(Saved data entries)
####################

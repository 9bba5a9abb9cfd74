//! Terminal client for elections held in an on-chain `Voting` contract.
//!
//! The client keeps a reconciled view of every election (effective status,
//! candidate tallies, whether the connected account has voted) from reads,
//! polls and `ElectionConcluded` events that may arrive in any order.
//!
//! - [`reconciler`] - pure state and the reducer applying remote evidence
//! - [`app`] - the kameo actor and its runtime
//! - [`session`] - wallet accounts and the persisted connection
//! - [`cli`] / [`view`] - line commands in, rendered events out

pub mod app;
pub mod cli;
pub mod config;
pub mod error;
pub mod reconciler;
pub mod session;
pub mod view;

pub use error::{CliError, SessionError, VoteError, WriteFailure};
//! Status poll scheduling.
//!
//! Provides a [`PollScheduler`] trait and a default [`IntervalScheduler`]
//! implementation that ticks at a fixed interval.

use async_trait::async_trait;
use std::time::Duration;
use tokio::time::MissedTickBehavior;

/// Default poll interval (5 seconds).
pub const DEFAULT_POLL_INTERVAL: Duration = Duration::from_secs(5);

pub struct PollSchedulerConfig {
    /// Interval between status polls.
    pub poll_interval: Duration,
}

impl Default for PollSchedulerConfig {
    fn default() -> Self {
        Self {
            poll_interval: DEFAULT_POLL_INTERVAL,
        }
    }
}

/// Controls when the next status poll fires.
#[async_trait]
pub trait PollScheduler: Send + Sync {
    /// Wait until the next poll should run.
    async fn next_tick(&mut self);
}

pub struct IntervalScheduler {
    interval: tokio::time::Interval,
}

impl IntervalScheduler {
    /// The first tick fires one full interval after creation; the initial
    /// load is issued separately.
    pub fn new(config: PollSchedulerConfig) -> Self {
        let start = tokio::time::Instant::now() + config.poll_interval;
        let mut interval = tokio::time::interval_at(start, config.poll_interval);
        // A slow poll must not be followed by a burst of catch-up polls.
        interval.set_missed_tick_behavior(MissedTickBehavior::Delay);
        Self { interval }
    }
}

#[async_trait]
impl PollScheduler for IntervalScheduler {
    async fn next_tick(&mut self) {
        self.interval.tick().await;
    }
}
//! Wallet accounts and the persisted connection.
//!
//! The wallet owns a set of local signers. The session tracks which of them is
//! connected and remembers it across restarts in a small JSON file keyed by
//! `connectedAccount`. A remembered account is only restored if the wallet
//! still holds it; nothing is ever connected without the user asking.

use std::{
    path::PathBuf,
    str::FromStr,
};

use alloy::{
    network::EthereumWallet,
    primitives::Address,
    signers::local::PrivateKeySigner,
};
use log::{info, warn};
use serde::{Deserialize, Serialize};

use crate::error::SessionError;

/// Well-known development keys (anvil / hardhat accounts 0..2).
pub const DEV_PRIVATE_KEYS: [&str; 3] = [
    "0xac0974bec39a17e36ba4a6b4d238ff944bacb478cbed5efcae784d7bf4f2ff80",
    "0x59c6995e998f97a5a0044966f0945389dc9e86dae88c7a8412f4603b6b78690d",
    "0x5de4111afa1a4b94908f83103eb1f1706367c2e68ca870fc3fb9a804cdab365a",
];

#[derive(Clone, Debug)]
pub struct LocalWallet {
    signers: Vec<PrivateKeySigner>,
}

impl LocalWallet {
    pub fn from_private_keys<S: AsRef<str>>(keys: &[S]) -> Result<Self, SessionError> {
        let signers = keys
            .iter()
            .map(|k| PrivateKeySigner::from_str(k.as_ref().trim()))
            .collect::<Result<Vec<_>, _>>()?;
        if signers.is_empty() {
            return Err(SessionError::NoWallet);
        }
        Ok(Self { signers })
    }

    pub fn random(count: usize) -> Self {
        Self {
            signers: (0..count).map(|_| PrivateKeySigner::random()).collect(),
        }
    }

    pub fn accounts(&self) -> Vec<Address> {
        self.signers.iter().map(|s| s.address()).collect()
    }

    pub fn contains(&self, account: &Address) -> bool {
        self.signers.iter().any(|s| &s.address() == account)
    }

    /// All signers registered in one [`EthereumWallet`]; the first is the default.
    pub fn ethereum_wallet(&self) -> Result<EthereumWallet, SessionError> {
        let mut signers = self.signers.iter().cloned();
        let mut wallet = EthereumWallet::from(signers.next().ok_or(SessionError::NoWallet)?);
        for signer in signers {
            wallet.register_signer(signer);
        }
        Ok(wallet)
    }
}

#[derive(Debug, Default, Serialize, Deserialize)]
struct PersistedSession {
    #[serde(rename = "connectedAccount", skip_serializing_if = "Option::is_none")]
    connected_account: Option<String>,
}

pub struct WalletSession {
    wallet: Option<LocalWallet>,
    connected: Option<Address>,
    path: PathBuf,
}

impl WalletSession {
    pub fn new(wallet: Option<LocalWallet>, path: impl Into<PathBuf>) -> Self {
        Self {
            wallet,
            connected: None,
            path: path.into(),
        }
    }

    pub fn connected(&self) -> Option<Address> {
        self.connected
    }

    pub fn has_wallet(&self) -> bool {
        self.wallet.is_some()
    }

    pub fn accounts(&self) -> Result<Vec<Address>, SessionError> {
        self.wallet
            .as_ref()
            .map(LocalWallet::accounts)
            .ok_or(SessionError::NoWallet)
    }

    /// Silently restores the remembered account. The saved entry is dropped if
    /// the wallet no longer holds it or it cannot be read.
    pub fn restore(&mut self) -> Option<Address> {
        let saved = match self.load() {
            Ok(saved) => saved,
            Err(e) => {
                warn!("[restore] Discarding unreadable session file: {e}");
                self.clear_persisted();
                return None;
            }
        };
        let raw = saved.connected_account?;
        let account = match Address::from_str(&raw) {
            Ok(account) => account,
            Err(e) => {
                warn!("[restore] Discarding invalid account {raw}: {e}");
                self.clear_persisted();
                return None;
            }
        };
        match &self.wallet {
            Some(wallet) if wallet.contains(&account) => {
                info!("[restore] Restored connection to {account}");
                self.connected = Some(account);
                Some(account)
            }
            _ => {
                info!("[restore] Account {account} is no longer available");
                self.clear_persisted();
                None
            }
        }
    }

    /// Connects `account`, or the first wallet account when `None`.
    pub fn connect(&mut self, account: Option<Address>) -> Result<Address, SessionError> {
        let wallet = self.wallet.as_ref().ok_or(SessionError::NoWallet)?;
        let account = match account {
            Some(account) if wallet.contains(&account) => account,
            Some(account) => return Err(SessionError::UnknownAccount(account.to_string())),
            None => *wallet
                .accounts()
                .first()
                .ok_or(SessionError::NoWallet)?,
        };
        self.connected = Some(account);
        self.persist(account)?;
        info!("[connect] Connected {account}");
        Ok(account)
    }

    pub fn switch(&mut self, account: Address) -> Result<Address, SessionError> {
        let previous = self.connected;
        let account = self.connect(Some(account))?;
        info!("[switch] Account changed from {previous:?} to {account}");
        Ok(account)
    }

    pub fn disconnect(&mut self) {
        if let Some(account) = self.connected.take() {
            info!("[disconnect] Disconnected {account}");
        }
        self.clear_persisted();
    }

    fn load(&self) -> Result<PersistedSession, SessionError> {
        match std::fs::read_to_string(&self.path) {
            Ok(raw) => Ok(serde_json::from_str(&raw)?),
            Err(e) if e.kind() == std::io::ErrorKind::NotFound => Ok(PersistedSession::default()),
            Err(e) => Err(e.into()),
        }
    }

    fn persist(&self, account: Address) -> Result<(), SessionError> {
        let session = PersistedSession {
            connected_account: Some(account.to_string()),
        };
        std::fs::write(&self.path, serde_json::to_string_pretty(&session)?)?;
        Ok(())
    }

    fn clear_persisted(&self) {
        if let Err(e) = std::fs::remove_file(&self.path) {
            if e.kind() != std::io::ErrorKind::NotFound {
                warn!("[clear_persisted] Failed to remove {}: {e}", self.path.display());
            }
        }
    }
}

####################

Task description — Write every record out again, unaltered.

Result for this exercise —
repository 9bba5a9abb9cfd74
//! Terminal client for elections held in an on-chain `Voting` contract.
//!
//! The client keeps a reconciled view of every election (effective status,
//! candidate tallies, whether the connected account has voted) from reads,
//! polls and `ElectionConcluded` events that may arrive in any order.
//!
//! - [`reconciler`] - pure state and the reducer applying remote evidence
//! - [`app`] - the kameo actor and its runtime
//! - [`session`] - wallet accounts and the persisted connection
//! - [`cli`] / [`view`] - line commands in, rendered events out

pub mod app;
pub mod cli;
pub mod config;
pub mod error;
pub mod reconciler;
pub mod session;
pub mod view;

pub use error::{CliError, SessionError, VoteError, WriteFailure};
//! Status poll scheduling.
//!
//! Provides a [`PollScheduler`] trait and a default [`IntervalScheduler`]
//! implementation that ticks at a fixed interval.

use async_trait::async_trait;
use std::time::Duration;
use tokio::time::MissedTickBehavior;

/// Default poll interval (5 seconds).
pub const DEFAULT_POLL_INTERVAL: Duration = Duration::from_secs(5);

pub struct PollSchedulerConfig {
    /// Interval between status polls.
    pub poll_interval: Duration,
}

impl Default for PollSchedulerConfig {
    fn default() -> Self {
        Self {
            poll_interval: DEFAULT_POLL_INTERVAL,
        }
    }
}

/// Controls when the next status poll fires.
#[async_trait]
pub trait PollScheduler: Send + Sync {
    /// Wait until the next poll should run.
    async fn next_tick(&mut self);
}

pub struct IntervalScheduler {
    interval: tokio::time::Interval,
}

impl IntervalScheduler {
    /// The first tick fires one full interval after creation; the initial
    /// load is issued separately.
    pub fn new(config: PollSchedulerConfig) -> Self {
        let start = tokio::time::Instant::now() + config.poll_interval;
        let mut interval = tokio::time::interval_at(start, config.poll_interval);
        // A slow poll must not be followed by a burst of catch-up polls.
        interval.set_missed_tick_behavior(MissedTickBehavior::Delay);
        Self { interval }
    }
}

#[async_trait]
impl PollScheduler for IntervalScheduler {
    async fn next_tick(&mut self) {
        self.interval.tick().await;
    }
}
//! Wallet accounts and the persisted connection.
//!
//! The wallet owns a set of local signers. The session tracks which of them is
//! connected and remembers it across restarts in a small JSON file keyed by
//! `connectedAccount`. A remembered account is only restored if the wallet
//! still holds it; nothing is ever connected without the user asking.

use std::{
    path::PathBuf,
    str::FromStr,
};

use alloy::{
    network::EthereumWallet,
    primitives::Address,
    signers::local::PrivateKeySigner,
};
use log::{info, warn};
use serde::{Deserialize, Serialize};

use crate::error::SessionError;

/// Well-known development keys (anvil / hardhat accounts 0..2).
pub const DEV_PRIVATE_KEYS: [&str; 3] = [
    "0xac0974bec39a17e36ba4a6b4d238ff944bacb478cbed5efcae784d7bf4f2ff80",
    "0x59c6995e998f97a5a0044966f0945389dc9e86dae88c7a8412f4603b6b78690d",
    "0x5de4111afa1a4b94908f83103eb1f1706367c2e68ca870fc3fb9a804cdab365a",
];

#[derive(Clone, Debug)]
pub struct LocalWallet {
    signers: Vec<PrivateKeySigner>,
}

impl LocalWallet {
    pub fn from_private_keys<S: AsRef<str>>(keys: &[S]) -> Result<Self, SessionError> {
        let signers = keys
            .iter()
            .map(|k| PrivateKeySigner::from_str(k.as_ref().trim()))
            .collect::<Result<Vec<_>, _>>()?;
        if signers.is_empty() {
            return Err(SessionError::NoWallet);
        }
        Ok(Self { signers })
    }

    pub fn random(count: usize) -> Self {
        Self {
            signers: (0..count).map(|_| PrivateKeySigner::random()).collect(),
        }
    }

    pub fn accounts(&self) -> Vec<Address> {
        self.signers.iter().map(|s| s.address()).collect()
    }

    pub fn contains(&self, account: &Address) -> bool {
        self.signers.iter().any(|s| &s.address() == account)
    }

    /// All signers registered in one [`EthereumWallet`]; the first is the default.
    pub fn ethereum_wallet(&self) -> Result<EthereumWallet, SessionError> {
        let mut signers = self.signers.iter().cloned();
        let mut wallet = EthereumWallet::from(signers.next().ok_or(SessionError::NoWallet)?);
        for signer in signers {
            wallet.register_signer(signer);
        }
        Ok(wallet)
    }
}

#[derive(Debug, Default, Serialize, Deserialize)]
struct PersistedSession {
    #[serde(rename = "connectedAccount", skip_serializing_if = "Option::is_none")]
    connected_account: Option<String>,
}

pub struct WalletSession {
    wallet: Option<LocalWallet>,
    connected: Option<Address>,
    path: PathBuf,
}

impl WalletSession {
    pub fn new(wallet: Option<LocalWallet>, path: impl Into<PathBuf>) -> Self {
        Self {
            wallet,
            connected: None,
            path: path.into(),
        }
    }

    pub fn connected(&self) -> Option<Address> {
        self.connected
    }

    pub fn has_wallet(&self) -> bool {
        self.wallet.is_some()
    }

    pub fn accounts(&self) -> Result<Vec<Address>, SessionError> {
        self.wallet
            .as_ref()
            .map(LocalWallet::accounts)
            .ok_or(SessionError::NoWallet)
    }

    /// Silently restores the remembered account. The saved entry is dropped if
    /// the wallet no longer holds it or it cannot be read.
    pub fn restore(&mut self) -> Option<Address> {
        let saved = match self.load() {
            Ok(saved) => saved,
            Err(e) => {
                warn!("[restore] Discarding unreadable session file: {e}");
                self.clear_persisted();
                return None;
            }
        };
        let raw = saved.connected_account?;
        let account = match Address::from_str(&raw) {
            Ok(account) => account,
            Err(e) => {
                warn!("[restore] Discarding invalid account {raw}: {e}");
                self.clear_persisted();
                return None;
            }
        };
        match &self.wallet {
            Some(wallet) if wallet.contains(&account) => {
                info!("[restore] Restored connection to {account}");
                self.connected = Some(account);
                Some(account)
            }
            _ => {
                info!("[restore] Account {account} is no longer available");
                self.clear_persisted();
                None
            }
        }
    }

    /// Connects `account`, or the first wallet account when `None`.
    pub fn connect(&mut self, account: Option<Address>) -> Result<Address, SessionError> {
        let wallet = self.wallet.as_ref().ok_or(SessionError::NoWallet)?;
        let account = match account {
            Some(account) if wallet.contains(&account) => account,
            Some(account) => return Err(SessionError::UnknownAccount(account.to_string())),
            None => *wallet
                .accounts()
                .first()
                .ok_or(SessionError::NoWallet)?,
        };
        self.connected = Some(account);
        self.persist(account)?;
        info!("[connect] Connected {account}");
        Ok(account)
    }

    pub fn switch(&mut self, account: Address) -> Result<Address, SessionError> {
        let previous = self.connected;
        let account = self.connect(Some(account))?;
        info!("[switch] Account changed from {previous:?} to {account}");
        Ok(account)
    }

    pub fn disconnect(&mut self) {
        if let Some(account) = self.connected.take() {
            info!("[disconnect] Disconnected {account}");
        }
        self.clear_persisted();
    }

    fn load(&self) -> Result<PersistedSession, SessionError> {
        match std::fs::read_to_string(&self.path) {
            Ok(raw) => Ok(serde_json::from_str(&raw)?),
            Err(e) if e.kind() == std::io::ErrorKind::NotFound => Ok(PersistedSession::default()),
            Err(e) => Err(e.into()),
        }
    }

    fn persist(&self, account: Address) -> Result<(), SessionError> {
        let session = PersistedSession {
            connected_account: Some(account.to_string()),
        };
        std::fs::write(&self.path, serde_json::to_string_pretty(&session)?)?;
        Ok(())
    }

    fn clear_persisted(&self) {
        if let Err(e) = std::fs::remove_file(&self.path) {
            if e.kind() != std::io::ErrorKind::NotFound {
                warn!("[clear_persisted] Failed to remove {}: {e}", self.path.display());
            }
        }
    }
}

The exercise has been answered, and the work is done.